A friend of mine, also a physician, worked as what we now refer to as a shrink in a prison in her younger years. Though she was experienced in her field, this was her first prison job. She was naive in regard to prisons and prisoners. The inmates were not.
Rose* was a woman in a man’s land. This was true not only in medical school — at the time admitting few women — but also in the prison in which she worked. There, she was Dr. Rose, the prison psychiatrist. Rose told me once, “It was scary.”
Rose’s office was off a U-shaped hall with only one entrance that was also the exit. The other end of the U did not have a door. This means escape, if needed, could be impossible if the only exit available was blocked. In addition, Rose’s office was isolated. It was not by any ward or where another human would hear Rose if she called for help.

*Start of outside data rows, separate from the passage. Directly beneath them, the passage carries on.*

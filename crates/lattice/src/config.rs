// Copyright 2026 Dropbox (created by Andrew Yates <ayates@dropbox.com>)

//! Typed runtime configuration
//!
//! All recognized options live in one record with defaults; environment
//! binding is a peripheral concern handled by whoever embeds the toolkit.
//! Field names deserialize from the documented kebab-case keys.

use serde::{Deserialize, Serialize};
use std::time::Duration;

/// Selects how modules are detected from the package tree.
#[derive(Debug, Clone, PartialEq, Eq, Default, Serialize, Deserialize)]
#[serde(rename_all = "kebab-case")]
pub enum DetectionStrategySelector {
    /// Every direct sub-package of the root becomes a module.
    #[default]
    DirectSubPackages,
    /// Only packages carrying a module annotation become modules.
    ExplicitlyAnnotated,
    /// A user-registered strategy, referenced by name.
    #[serde(untagged)]
    Custom(String),
}

/// How the externalization router hands events to the outside world.
#[derive(Debug, Clone, Copy, PartialEq, Eq, Default, Serialize, Deserialize)]
#[serde(rename_all = "kebab-case")]
pub enum ExternalizationMode {
    /// Call the broker sender directly.
    #[default]
    Broker,
    /// Write to the caller-provided outbox inside the business
    /// transaction; an external worker drains it later.
    Outbox,
}

/// What completing a publication does to its stored row.
#[derive(Debug, Clone, Copy, PartialEq, Eq, Default, Serialize, Deserialize)]
#[serde(rename_all = "kebab-case")]
pub enum CompletionMode {
    /// Set the completion instant, keep the row.
    #[default]
    Update,
    /// Remove the row.
    Delete,
}

/// Externalization router options.
#[derive(Debug, Clone, PartialEq, Eq, Serialize, Deserialize)]
#[serde(rename_all = "kebab-case", default)]
pub struct ExternalizationConfig {
    /// Master switch for the router.
    pub enabled: bool,
    /// Broker or outbox handoff.
    pub mode: ExternalizationMode,
    /// Ship the serialized event form instead of the live payload.
    pub serialize_externalization: bool,
}

impl Default for ExternalizationConfig {
    fn default() -> Self {
        Self {
            enabled: true,
            mode: ExternalizationMode::default(),
            serialize_externalization: false,
        }
    }
}

/// Toolkit-wide configuration record.
#[derive(Debug, Clone, PartialEq, Serialize, Deserialize)]
#[serde(rename_all = "kebab-case", default)]
pub struct LatticeConfig {
    /// Module detection strategy.
    pub detection_strategy: DetectionStrategySelector,
    /// When true, async dispatch shutdown awaits termination with the
    /// default two second grace period.
    pub default_async_termination: bool,
    /// Enables the supervisor's restart resubmission loop.
    pub republish_on_restart: bool,
    /// Externalization router options.
    pub externalization: ExternalizationConfig,
    /// Enables the periodic staleness scan.
    pub monitor_staleness: bool,
    /// Seconds between staleness scans.
    pub staleness_check_interval_secs: u64,
    /// Age in seconds after which an unfinished publication counts as
    /// stale.
    pub staleness_threshold_secs: u64,
    /// What completion does to the stored publication.
    pub completion_mode: CompletionMode,
}

impl Default for LatticeConfig {
    fn default() -> Self {
        Self {
            detection_strategy: DetectionStrategySelector::default(),
            default_async_termination: false,
            republish_on_restart: false,
            externalization: ExternalizationConfig::default(),
            monitor_staleness: false,
            staleness_check_interval_secs: 60,
            staleness_threshold_secs: 300,
            completion_mode: CompletionMode::default(),
        }
    }
}

impl LatticeConfig {
    /// Default grace period for awaiting in-flight async dispatch on
    /// shutdown.
    pub const DEFAULT_TERMINATION_GRACE: Duration = Duration::from_secs(2);

    /// The interval between staleness scans.
    pub fn staleness_check_interval(&self) -> Duration {
        Duration::from_secs(self.staleness_check_interval_secs)
    }

    /// The staleness threshold as a chrono duration.
    pub fn staleness_threshold(&self) -> chrono::Duration {
        chrono::Duration::seconds(self.staleness_threshold_secs as i64)
    }

    /// The grace period used on shutdown; zero unless
    /// `default-async-termination` is set.
    pub fn termination_grace(&self) -> Duration {
        if self.default_async_termination {
            Self::DEFAULT_TERMINATION_GRACE
        } else {
            Duration::ZERO
        }
    }

    /// Enables restart resubmission.
    pub fn with_republish_on_restart(mut self, enabled: bool) -> Self {
        self.republish_on_restart = enabled;
        self
    }

    /// Enables the staleness scan with the given spacing.
    pub fn with_staleness_monitoring(mut self, interval_secs: u64, threshold_secs: u64) -> Self {
        self.monitor_staleness = true;
        self.staleness_check_interval_secs = interval_secs;
        self.staleness_threshold_secs = threshold_secs;
        self
    }

    /// Selects the externalization mode.
    pub fn with_externalization_mode(mut self, mode: ExternalizationMode) -> Self {
        self.externalization.mode = mode;
        self
    }

    /// Selects the completion mode.
    pub fn with_completion_mode(mut self, mode: CompletionMode) -> Self {
        self.completion_mode = mode;
        self
    }
}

Rose knew this was precarious. But nothing had happened so far in her four weeks working in the prison, so she hoped that nothing would in the future. Her comfort level was increasing.
One day, however, the situation took a turn. She was to meet with a prisoner that had a particularly violent and unpredictable history. This did not alarm her, however, as much as it would have at the beginning of her prison work stent. By now, she was used to dealing with the inmates, some of whom were unsavory.
Rose’s custom was to meet the prisoner that was to be examined, tested or treated at the entrance/exit of the U-shaped hallway. This day, though, instead of the expected prisoner patient, a bevy of her prior patient inmates were waiting for her. There were five or six.
They asked where she was meeting the prisoner, soon-to-be patient. Rose told them in her office, of course, as she always did. The prisoners said that she couldn’t do that; it was impossible. Rose retorted that she had to give this patient the same privacy and consideration she did for the others. She was told “No,” by the prisoners, that she couldn’t be alone with him. Rose then said that for patient confidentially, others couldn’t be present to hear their conversation and that she saw no alternative but to see him in her office.
The prisoners pushed back once again. They said they had a solution. That she and the prisoner could have privacy, but in the cafeteria where the small group of prisoners would sit nearby, not so close that they could hear the conversation, but that they could come to Rose’s aid, should they be needed.
Rose by now, perhaps earlier too trusting, finally heard what the prisoners were saying. She needed to be protected whether she knew it or not.
So it was that in a man’s prison, male inmates, considered by many to be the worst of society, protected a woman doctor from herself. It seems there is good in virtually all of us, but sometimes it takes an unusual and even dire situation to bring it out.
*Rose is not the name of the psychiatrist. She requested anonymity.